Obviously I’m not saying one is easier or harder (If I qualify, getting my ticket will have been easier than the one-legged guy with cancer) - just that if we’re calling it a WC, there are those who fall outside what most would consider a WC-type entry (even considering the broadest definition). Even the Legacy program falls under this - I don’t think there’s other Masters WCs that permit entries based on longevity in the sport vs performance based metrics.

Likely correct, and we as a sport are ahead of the rest of masters sports and setting an example to be followed, not following…And I just thought of another WC I ran in where it was open to anyone, the 5k masters WC in Carlsbad. And it didnt matter one bit that me and others were running in the high 15’s or low 16’s, the fast guys were still up front doing the pointy end of AG competition.

So in your mind a Special Olympian isnt an Olympian or an Olympic Champion because that athlete wasn’t the fastest in the world if they didnt have fastest time between the comparable Olympic event.

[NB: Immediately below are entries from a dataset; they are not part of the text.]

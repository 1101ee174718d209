//! Back-office catalog writes.

use thiserror::Error;
use tracing::instrument;

use booktime_core::{ProductId, Slug, TagId};

use crate::db::{RepositoryError, Store};
use crate::models::{NewProduct, NewTag, Product, ProductUpdate, Tag, TagUpdate};

/// Longest product or tag name.
pub const MAX_NAME_LENGTH: usize = 32;

/// Errors from catalog writes.
#[derive(Debug, Error)]
pub enum CatalogError {
    #[error("name must be 1 to {MAX_NAME_LENGTH} characters")]
    InvalidName,

    /// Slug collides with another product or tag.
    #[error("{0}")]
    Conflict(String),

    /// Product or tag missing, or a referenced tag does not exist.
    #[error("not found")]
    NotFound,

    /// Still referenced by orders.
    #[error("{0}")]
    Protected(String),

    #[error(transparent)]
    Repository(RepositoryError),
}

impl From<RepositoryError> for CatalogError {
    fn from(err: RepositoryError) -> Self {
        match err {
            RepositoryError::NotFound => Self::NotFound,
            RepositoryError::Conflict(msg) => Self::Conflict(msg),
            RepositoryError::Protected(msg) => Self::Protected(msg),
            other => Self::Repository(other),
        }
    }
}

fn check_name(name: &str) -> Result<String, CatalogError> {
    let name = name.trim();
    if name.is_empty() || name.chars().count() > MAX_NAME_LENGTH {
        return Err(CatalogError::InvalidName);
    }
    Ok(name.to_owned())
}

/// Create a product; the slug defaults to a slugified name.
///
/// # Errors
///
/// `CatalogError::InvalidName`, or `CatalogError::Conflict` for a taken slug.
#[instrument(skip(store, product), fields(name = %product.name))]
pub async fn create_product(store: &dyn Store, product: NewProduct) -> Result<Product, CatalogError> {
    let product = NewProduct {
        name: check_name(&product.name)?,
        ..product
    };
    let slug = product
        .slug
        .clone()
        .unwrap_or_else(|| Slug::from_name(&product.name));

    let created = store.create_product(&product, &slug).await?;
    tracing::info!(product_id = %created.id, slug = %created.slug, "Product created");
    Ok(created)
}

/// Apply a partial product update.
///
/// # Errors
///
/// `CatalogError::NotFound`, `CatalogError::InvalidName` or `CatalogError::Conflict`.
#[instrument(skip(store, update))]
pub async fn update_product(
    store: &dyn Store,
    id: ProductId,
    update: ProductUpdate,
) -> Result<Product, CatalogError> {
    let update = ProductUpdate {
        name: update.name.as_deref().map(check_name).transpose()?,
        ..update
    };
    Ok(store.update_product(id, &update).await?)
}

/// Delete a product unless orders still reference it.
///
/// # Errors
///
/// `CatalogError::Protected` when order lines reference the product.
#[instrument(skip(store))]
pub async fn delete_product(store: &dyn Store, id: ProductId) -> Result<(), CatalogError> {
    store.delete_product(id).await?;
    tracing::info!(product_id = %id, "Product deleted");
    Ok(())
}

/// Create a tag; the slug defaults to a slugified name.
///
/// # Errors
///
/// `CatalogError::InvalidName`, or `CatalogError::Conflict` for a taken slug.
#[instrument(skip(store, tag), fields(name = %tag.name))]
pub async fn create_tag(store: &dyn Store, tag: NewTag) -> Result<Tag, CatalogError> {
    let tag = NewTag {
        name: check_name(&tag.name)?,
        ..tag
    };
    let slug = tag.slug.clone().unwrap_or_else(|| Slug::from_name(&tag.name));
    Ok(store.create_tag(&tag, &slug).await?)
}

/// Apply a partial tag update.
///
/// # Errors
///
/// `CatalogError::NotFound`, `CatalogError::InvalidName` or `CatalogError::Conflict`.
#[instrument(skip(store, update))]
pub async fn update_tag(
    store: &dyn Store,
    id: TagId,
    update: TagUpdate,
) -> Result<Tag, CatalogError> {
    let update = TagUpdate {
        name: update.name.as_deref().map(check_name).transpose()?,
        ..update
    };
    Ok(store.update_tag(id, &update).await?)
}

/// Delete a tag. Products lose the tag; they are not deleted.
///
/// # Errors
///
/// `CatalogError::NotFound` if the tag does not exist.
#[instrument(skip(store))]
pub async fn delete_tag(store: &dyn Store, id: TagId) -> Result<(), CatalogError> {
    Ok(store.delete_tag(id).await?)
}

#[cfg(test)]
#[allow(clippy::unwrap_used)]
mod tests {
    use super::*;
    use crate::db::MemoryStore;
    use booktime_core::Price;

    fn new_product(name: &str) -> NewProduct {
        NewProduct {
            name: name.to_owned(),
            slug: None,
            description: String::new(),
            price: Price::from_cents(500).unwrap(),
            active: true,
            in_stock: true,
            tags: Vec::new(),
        }
    }

    #[tokio::test]
    async fn test_slug_derived_from_name() {
        let store = MemoryStore::new();
        let product = create_product(&store, new_product("  The Hobbit ")).await.unwrap();
        assert_eq!(product.name, "The Hobbit");
        assert_eq!(product.slug.as_str(), "the-hobbit");
    }

    #[tokio::test]
    async fn test_name_length_enforced() {
        let store = MemoryStore::new();
        let long = "x".repeat(MAX_NAME_LENGTH + 1);
        assert!(matches!(
            create_product(&store, new_product(&long)).await,
            Err(CatalogError::InvalidName)
        ));
    }

    #[tokio::test]
    async fn test_duplicate_slug_conflicts() {
        let store = MemoryStore::new();
        create_product(&store, new_product("Dune")).await.unwrap();
        assert!(matches!(
            create_product(&store, new_product("dune")).await,
            Err(CatalogError::Conflict(_))
        ));
    }

    #[tokio::test]
    async fn test_ordered_product_is_protected() {
        use crate::db::{BasketStore, CatalogStore, OrderStore, UserStore};
        use crate::models::NewUser;
        use booktime_core::{AddressFields, CountryCode, Email};

        let store = MemoryStore::new();
        let product = create_product(&store, new_product("Dune")).await.unwrap();
        let user = store
            .create_user(&NewUser {
                email: Email::parse("ada@booktime.domain").unwrap(),
                password_hash: "x".to_owned(),
                first_name: String::new(),
                last_name: String::new(),
                role: None,
            })
            .await
            .unwrap();
        let basket = store.create_basket(Some(user.id)).await.unwrap();
        store.add_product(basket.id, product.id).await.unwrap();
        let address = AddressFields {
            name: "Ada".to_owned(),
            address1: "1 Street".to_owned(),
            address2: String::new(),
            zip_code: "12345".to_owned(),
            city: "Town".to_owned(),
            country: CountryCode::Us,
        };
        let order = store
            .create_order(basket.id, user.id, &address, &address)
            .await
            .unwrap();

        assert!(matches!(
            delete_product(&store, product.id).await,
            Err(CatalogError::Protected(_))
        ));
        assert!(store.get_product(product.id).await.unwrap().is_some());
        assert_eq!(store.order_lines(order.id).await.unwrap().len(), 1);
    }

    #[tokio::test]
    async fn test_unknown_tag_rejected() {
        let store = MemoryStore::new();
        let mut product = new_product("Dune");
        product.tags = vec![TagId::new(404)];
        assert!(matches!(
            create_product(&store, product).await,
            Err(CatalogError::NotFound)
        ));
    }
}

XTerra also offers legacy slots (similar to IM) to their World Championships
Boston while not a WC is the premier qualifying race for Marathon the Quarter Century Club
Comrads has the Green Number Club
Many premier ultras have a stones style system including Western States, Hardrock and UTMB

Heck even the Olympics at the end of the day are somewhat of a participation award for some athletes. There are caps on how many athletes are allowed to compete in an event so often some of the best in the world are excluded (GB and German Tri are great examples). There are athletes who make it in simply bc they were the best of the worst or they were the only athlete in their country who was kind of sort of worthy of being an Olympian. At the end of they day they compete and are still Olympians without any asterisk.